Solid substance used as a lubricant

Dry lubricants or solid lubricants are materials that, despite being in the solid phase, are able to reduce friction between two surfaces sliding against each other without the need for a liquid oil medium.

The two main dry lubricants are graphite and molybdenum disulfide. They offer lubrication at temperatures higher than liquid and oil-based lubricants operate. Dry lubricants are often used in applications such as locks or dry lubricated bearings. Such materials can operate up to 350 °C (662 °F) in oxidizing environments and even higher in reducing / non-oxidizing environments (molybdenum disulfide up to 1100 °C, 2012 °F). The low-friction characteristics of most dry lubricants are attributed to a layered structure on the molecular level with weak bonding between layers. Such layers are able to slide relative to each other with minimal applied force, thus giving them their low friction properties.

However, a layered crystal structure alone is not necessarily sufficient for lubrication. In fact, there are some solids with non-lamellar structures that function well as dry lubricants in some applications. These include certain soft metals (indium, lead, silver, tin), polytetrafluroethylene, some solid oxides, rare-earth fluorides, and even diamond.

Limited interest has been shown in low friction properties of compacted oxide glaze layers formed at several hundred degrees Celsius in metallic sliding systems. However, practical use is still many years away due to their physically unstable nature.
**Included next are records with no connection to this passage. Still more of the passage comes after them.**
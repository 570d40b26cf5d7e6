//! Iterative lineup generation.
//!
//! Each iteration solves a fresh [`LineupModel`] against the lineups
//! accepted so far, so every new lineup shares at most `overlap` players
//! with each earlier one. The loop stops when the requested count is
//! reached, when no further lineup exists, or when cancelled.

use std::sync::atomic::{AtomicBool, Ordering};
use std::sync::Arc;

use tracing::{debug, info, warn};

use super::model::{LineupModel, SolveOutcome};
use crate::domain::catalog::RosterCatalog;
use crate::domain::indicator::Indicators;
use crate::domain::lineup::{Lineup, LineupPool};
use crate::domain::rules::SiteRules;
use crate::error::Result;
use crate::port::outbound::solver::Solver;

/// Where a generation run is, or why it stopped.
#[derive(Debug, Clone, Copy, PartialEq, Eq)]
pub enum GenerationState {
    Running,
    /// The requested number of lineups was produced.
    Complete,
    /// The model became infeasible before the requested count.
    Infeasible,
    /// Cancellation was requested between iterations.
    Cancelled,
}

impl std::fmt::Display for GenerationState {
    fn fmt(&self, f: &mut std::fmt::Formatter<'_>) -> std::fmt::Result {
        let s = match self {
            Self::Running => "running",
            Self::Complete => "complete",
            Self::Infeasible => "infeasible",
            Self::Cancelled => "cancelled",
        };
        f.write_str(s)
    }
}

/// Shared cancellation signal, checked between iterations.
#[derive(Debug, Clone, Default)]
pub struct CancelFlag(Arc<AtomicBool>);

impl CancelFlag {
    #[must_use]
    pub fn new() -> Self {
        Self::default()
    }

    pub fn cancel(&self) {
        self.0.store(true, Ordering::SeqCst);
    }

    #[must_use]
    pub fn is_cancelled(&self) -> bool {
        self.0.load(Ordering::SeqCst)
    }
}

/// Outcome of a generation run.
#[derive(Debug, Clone, PartialEq, Eq)]
pub struct GenerationReport {
    pub pool: LineupPool,
    pub requested: usize,
    pub state: GenerationState,
}

impl GenerationReport {
    #[must_use]
    pub fn produced(&self) -> usize {
        self.pool.len()
    }
}

/// Produces a pool of distinct lineups for one catalog and rule set.
pub struct LineupGenerator<'a> {
    catalog: &'a RosterCatalog,
    indicators: Indicators,
    rules: &'a SiteRules,
    solver: &'a dyn Solver,
    requested: usize,
    overlap: usize,
    cancel: CancelFlag,
}

impl<'a> LineupGenerator<'a> {
    /// Defaults to one lineup with no overlap limit beyond the roster size.
    #[must_use]
    pub fn new(catalog: &'a RosterCatalog, rules: &'a SiteRules, solver: &'a dyn Solver) -> Self {
        Self {
            catalog,
            indicators: Indicators::build(catalog),
            rules,
            solver,
            requested: 1,
            overlap: rules.roster_size(),
            cancel: CancelFlag::new(),
        }
    }

    #[must_use]
    pub const fn lineups(mut self, requested: usize) -> Self {
        self.requested = requested;
        self
    }

    #[must_use]
    pub const fn overlap(mut self, overlap: usize) -> Self {
        self.overlap = overlap;
        self
    }

    #[must_use]
    pub fn cancel_flag(mut self, cancel: CancelFlag) -> Self {
        self.cancel = cancel;
        self
    }

    #[must_use]
    pub const fn indicators(&self) -> &Indicators {
        &self.indicators
    }

    /// Run the loop without progress reporting.
    ///
    /// # Errors
    ///
    /// See [`generate_with_progress`](Self::generate_with_progress).
    #[allow(clippy::result_large_err)]
    pub fn generate(&self) -> Result<GenerationReport> {
        self.generate_with_progress(|_, _| {})
    }

    /// Run the loop, calling `on_lineup` with each accepted lineup and the
    /// number produced so far.
    ///
    /// # Errors
    ///
    /// Returns a configuration error when the rule set is inconsistent,
    /// before anything is solved, and a solver error when the solver fails
    /// twice in a row.
    #[allow(clippy::result_large_err)]
    pub fn generate_with_progress<F>(&self, mut on_lineup: F) -> Result<GenerationReport>
    where
        F: FnMut(&Lineup, usize),
    {
        self.rules.validate()?;

        info!(
            skaters = self.catalog.skater_count(),
            goalies = self.catalog.goalie_count(),
            teams = self.indicators.team_count(),
            buckets = self.indicators.bucket_count(),
            requested = self.requested,
            overlap = self.overlap,
            site = %self.rules.name,
            "Starting lineup generation"
        );

        let model = LineupModel::new(self.catalog, &self.indicators, self.rules, self.overlap);
        let mut pool = LineupPool::new();
        let mut state = GenerationState::Running;

        while state == GenerationState::Running {
            if pool.len() >= self.requested {
                state = GenerationState::Complete;
                break;
            }
            if self.cancel.is_cancelled() {
                state = GenerationState::Cancelled;
                break;
            }

            match model.solve(self.solver, &pool)? {
                SolveOutcome::Selected(lineup) => {
                    debug!(
                        lineup = pool.len() + 1,
                        projected = %lineup.projected(self.catalog),
                        salary = lineup.salary(self.catalog),
                        "Lineup accepted"
                    );
                    pool.push(lineup);
                    if let Some(last) = pool.as_slice().last() {
                        on_lineup(last, pool.len());
                    }
                }
                SolveOutcome::Infeasible(status) => {
                    warn!(
                        produced = pool.len(),
                        requested = self.requested,
                        %status,
                        "No further lineup satisfies the rules, stopping early"
                    );
                    state = GenerationState::Infeasible;
                }
            }
        }

        info!(
            produced = pool.len(),
            requested = self.requested,
            %state,
            "Lineup generation finished"
        );

        Ok(GenerationReport {
            pool,
            requested: self.requested,
            state,
        })
    }
}

#[cfg(test)]
mod tests {
    use super::*;
    use crate::domain::player::Position;
    use crate::domain::rules::PositionBound;
    use crate::error::{ConfigError, Error, SolverError};
    use crate::port::outbound::solver::SolutionStatus;
    use crate::testkit::domain::toy_catalog;
    use crate::testkit::solver::ScriptedSolver;
    use rust_decimal::Decimal;

    fn optimum_values(extra: usize) -> Vec<Decimal> {
        // 10 players followed by 3 team and 24 stack variables.
        let mut values = vec![Decimal::ZERO; 37];
        for i in [0, 1, 2, 3, 4, 5, 6, extra, 9] {
            values[i] = Decimal::ONE;
        }
        values
    }

    #[test]
    fn stops_when_requested_count_is_reached() {
        let catalog = toy_catalog();
        let rules = SiteRules::draftkings();
        let solver = ScriptedSolver::new()
            .then_values(optimum_values(7))
            .then_values(optimum_values(8));

        let mut seen = Vec::new();
        let report = LineupGenerator::new(&catalog, &rules, &solver)
            .lineups(2)
            .overlap(8)
            .generate_with_progress(|_, produced| seen.push(produced))
            .unwrap();

        assert_eq!(report.state, GenerationState::Complete);
        assert_eq!(report.produced(), 2);
        assert_eq!(report.requested, 2);
        assert_eq!(seen, [1, 2]);
        assert_eq!(solver.calls(), 2);

        // The second model carries one overlap row for the first lineup.
        let problems = solver.problems();
        assert_eq!(
            problems[1].lp.constraints.len(),
            problems[0].lp.constraints.len() + 1
        );
    }

    #[test]
    fn infeasible_stop_keeps_accepted_lineups() {
        let catalog = toy_catalog();
        let rules = SiteRules::draftkings();
        let solver = ScriptedSolver::new()
            .then_values(optimum_values(7))
            .then_status(SolutionStatus::Infeasible);

        let report = LineupGenerator::new(&catalog, &rules, &solver)
            .lineups(5)
            .overlap(4)
            .generate()
            .unwrap();

        assert_eq!(report.state, GenerationState::Infeasible);
        assert_eq!(report.produced(), 1);
        assert_eq!(report.requested, 5);
    }

    #[test]
    fn cancellation_is_checked_between_iterations() {
        let catalog = toy_catalog();
        let rules = SiteRules::draftkings();
        let solver = ScriptedSolver::new()
            .then_values(optimum_values(7))
            .then_values(optimum_values(8));
        let cancel = CancelFlag::new();

        let report = LineupGenerator::new(&catalog, &rules, &solver)
            .lineups(2)
            .cancel_flag(cancel.clone())
            .generate_with_progress(|_, _| cancel.cancel())
            .unwrap();

        assert_eq!(report.state, GenerationState::Cancelled);
        assert_eq!(report.produced(), 1);
        assert_eq!(solver.calls(), 1);
    }

    #[test]
    fn zero_requested_is_immediately_complete() {
        let catalog = toy_catalog();
        let rules = SiteRules::draftkings();
        let solver = ScriptedSolver::new();

        let report = LineupGenerator::new(&catalog, &rules, &solver)
            .lineups(0)
            .generate()
            .unwrap();

        assert_eq!(report.state, GenerationState::Complete);
        assert_eq!(report.produced(), 0);
        assert_eq!(solver.calls(), 0);
    }

    #[test]
    fn repeated_backend_failure_is_fatal() {
        let catalog = toy_catalog();
        let rules = SiteRules::draftkings();
        let solver = ScriptedSolver::new().then_error("down").then_error("still down");

        let err = LineupGenerator::new(&catalog, &rules, &solver)
            .lineups(3)
            .generate()
            .unwrap_err();

        assert!(matches!(err, Error::Solver(SolverError::Backend { .. })));
    }

    #[test]
    fn inconsistent_rules_fail_before_any_solve() {
        let catalog = toy_catalog();
        let mut rules = SiteRules::draftkings();
        // Minimums of 3 + 4 + 3 cannot fit eight skater slots.
        rules.position_bounds = vec![
            PositionBound::new(Position::Center, 3, 3),
            PositionBound::new(Position::Wing, 4, 4),
            PositionBound::new(Position::Defense, 3, 3),
        ];
        let solver = ScriptedSolver::new().then_values(optimum_values(7));

        let err = LineupGenerator::new(&catalog, &rules, &solver)
            .lineups(1)
            .generate()
            .unwrap_err();

        assert!(matches!(
            err,
            Error::Config(ConfigError::InvalidValue {
                field: "position_bounds",
                ..
            })
        ));
        assert_eq!(solver.calls(), 0);
    }

    #[test]
    fn cancel_flag_is_shared_between_clones() {
        let flag = CancelFlag::new();
        let clone = flag.clone();
        assert!(!clone.is_cancelled());
        flag.cancel();
        assert!(clone.is_cancelled());
    }
}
The four most commonly used solid lubricants are:
1. Graphite. Used in air compressors, food industry, railway track joints, brass instrument valves, piano actions, open gear, ball bearings, machine-shop works, etc. It is also very common for lubricating locks, since a liquid lubricant allows particles to get stuck in the lock worsening the problem. It is often used to lubricate the internal moving parts of firearms in sandy environments.
2. Molybdenum disulfide (MoS_{2}). Used in CV joints and space vehicles. Does lubricate in vacuum.
3. Hexagonal boron nitride. Uses as high-temperature lubricants and mold release agents. Used in space vehicles. Also called "white graphite".
4. Tungsten disulfide. Similar usage as molybdenum disulfide, but due to the high cost only found in some dry lubricated bearings.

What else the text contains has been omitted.